[Requirement]
What is needed is an exact transcription of the line with "threads by size." and all the lines that follow it in the entries below; add nothing else.

Stored data
···
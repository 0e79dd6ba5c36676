//! API error types and response formatting.

use axum::http::{header, HeaderValue, StatusCode};
use axum::response::{IntoResponse, Response};
use axum::Json;
use kuchikomi_core::StoreError;
use serde::Serialize;

/// API error type that converts to appropriate HTTP responses.
#[derive(Debug, thiserror::Error)]
pub enum ApiError {
    /// Invalid request input (empty author/text after sanitization).
    #[error("bad request: {0}")]
    Validation(String),

    /// Too many writes from one caller inside the rate window.
    #[error("too many requests")]
    RateLimited,

    /// The discussion key or comment id does not exist.
    #[error("not found: {0}")]
    NotFound(String),

    /// Internal server error.
    #[error("internal error: {0}")]
    Internal(#[from] anyhow::Error),
}

impl From<StoreError> for ApiError {
    fn from(err: StoreError) -> Self {
        match err {
            StoreError::Validation(msg) => Self::Validation(msg),
            StoreError::RateLimited => Self::RateLimited,
            StoreError::NotFound(msg) => Self::NotFound(msg),
        }
    }
}

/// JSON error response body.
#[derive(Debug, Clone, Serialize)]
struct ErrorResponse {
    error: String,
    #[serde(skip_serializing_if = "Option::is_none")]
    message: Option<String>,
}

impl IntoResponse for ApiError {
    fn into_response(self) -> Response {
        let (status, error, message) = match &self {
            Self::Validation(msg) => (StatusCode::BAD_REQUEST, "bad_request", Some(msg.clone())),
            Self::RateLimited => (
                StatusCode::TOO_MANY_REQUESTS,
                "rate_limited",
                Some("Too many requests; retry shortly".to_string()),
            ),
            Self::NotFound(msg) => (StatusCode::NOT_FOUND, "not_found", Some(msg.clone())),
            Self::Internal(err) => {
                tracing::error!(error = %err, "internal server error");
                (
                    StatusCode::INTERNAL_SERVER_ERROR,
                    "internal_error",
                    Some("An internal error occurred".to_string()),
                )
            }
        };

        let body = ErrorResponse {
            error: error.to_string(),
            message,
        };

        let mut response = (status, Json(body)).into_response();
        if status == StatusCode::TOO_MANY_REQUESTS {
            // Clients can safely retry once the sliding window has moved on.
            response
                .headers_mut()
                .insert(header::RETRY_AFTER, HeaderValue::from_static("10"));
        }
        response
    }
}
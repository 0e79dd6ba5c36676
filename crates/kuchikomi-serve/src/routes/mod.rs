//! API route definitions.
//!
//! ## Routes
//!
//! - `GET /health` - Health check
//! - `GET /trending` - Busiest discussion threads (top 10)
//! - `GET /{work_slug}/{sub_unit}` - List a thread's comments
//! - `POST /{work_slug}/{sub_unit}` - Add a comment (400/429)
//! - `POST /{work_slug}/{sub_unit}/{comment_id}/like` - Like a comment (404)
//! - `POST /{work_slug}/{sub_unit}/{comment_id}/reply` - Reply to a comment (400/429/404)
//! - `DELETE /{work_slug}/{sub_unit}/{comment_id}` - Delete a comment (404)

mod comments;
mod health;
mod trending;

use axum::routing::{delete, get, post};
use axum::Router;

use crate::state::AppState;

/// Build the complete API router.
pub fn router(state: AppState) -> Router {
    Router::new()
        .route("/health", get(health::health_check))
        .route("/trending", get(trending::trending))
        .route(
            "/{work_slug}/{sub_unit}",
            get(comments::list_comments).post(comments::create_comment),
        )
        .route(
            "/{work_slug}/{sub_unit}/{comment_id}",
            delete(comments::delete_comment),
        )
        .route(
            "/{work_slug}/{sub_unit}/{comment_id}/like",
            post(comments::like_comment),
        )
        .route(
            "/{work_slug}/{sub_unit}/{comment_id}/reply",
            post(comments::create_reply),
        )
        .with_state(state)
}
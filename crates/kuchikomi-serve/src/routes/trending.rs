//! Trending endpoint ranking discussion threads by size.

use axum::extract::State;
use axum::Json;
use kuchikomi_core::{TrendingIndex, TrendingThread};
use serde::Serialize;

use crate::state::AppState;

/// How many threads `GET /trending` returns.
const TRENDING_LIMIT: usize = 10;

/// Trending response body.
#[derive(Debug, Serialize)]
pub struct TrendingResponse {
    pub trending: Vec<TrendingThread>,
}

/// `GET /trending`
///
/// Returns the busiest discussion threads, descending by comment count.
/// Recomputed from the store on each call; never fails.
pub async fn trending(State(state): State<AppState>) -> Json<TrendingResponse> {
    let trending = TrendingIndex::new(&state.store).top(TRENDING_LIMIT);
    Json(TrendingResponse { trending })
}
···
[Result for this task]
//! Trending endpoint ranking discussion threads by size.

use axum::extract::State;
use axum::Json;
use kuchikomi_core::{TrendingIndex, TrendingThread};
use serde::Serialize;

use crate::state::AppState;

/// How many threads `GET /trending` returns.
const TRENDING_LIMIT: usize = 10;

/// Trending response body.
#[derive(Debug, Serialize)]
pub struct TrendingResponse {
    pub trending: Vec<TrendingThread>,
}

/// `GET /trending`
///
/// Returns the busiest discussion threads, descending by comment count.
/// Recomputed from the store on each call; never fails.
pub async fn trending(State(state): State<AppState>) -> Json<TrendingResponse> {
    let trending = TrendingIndex::new(&state.store).top(TRENDING_LIMIT);
    Json(TrendingResponse { trending })
}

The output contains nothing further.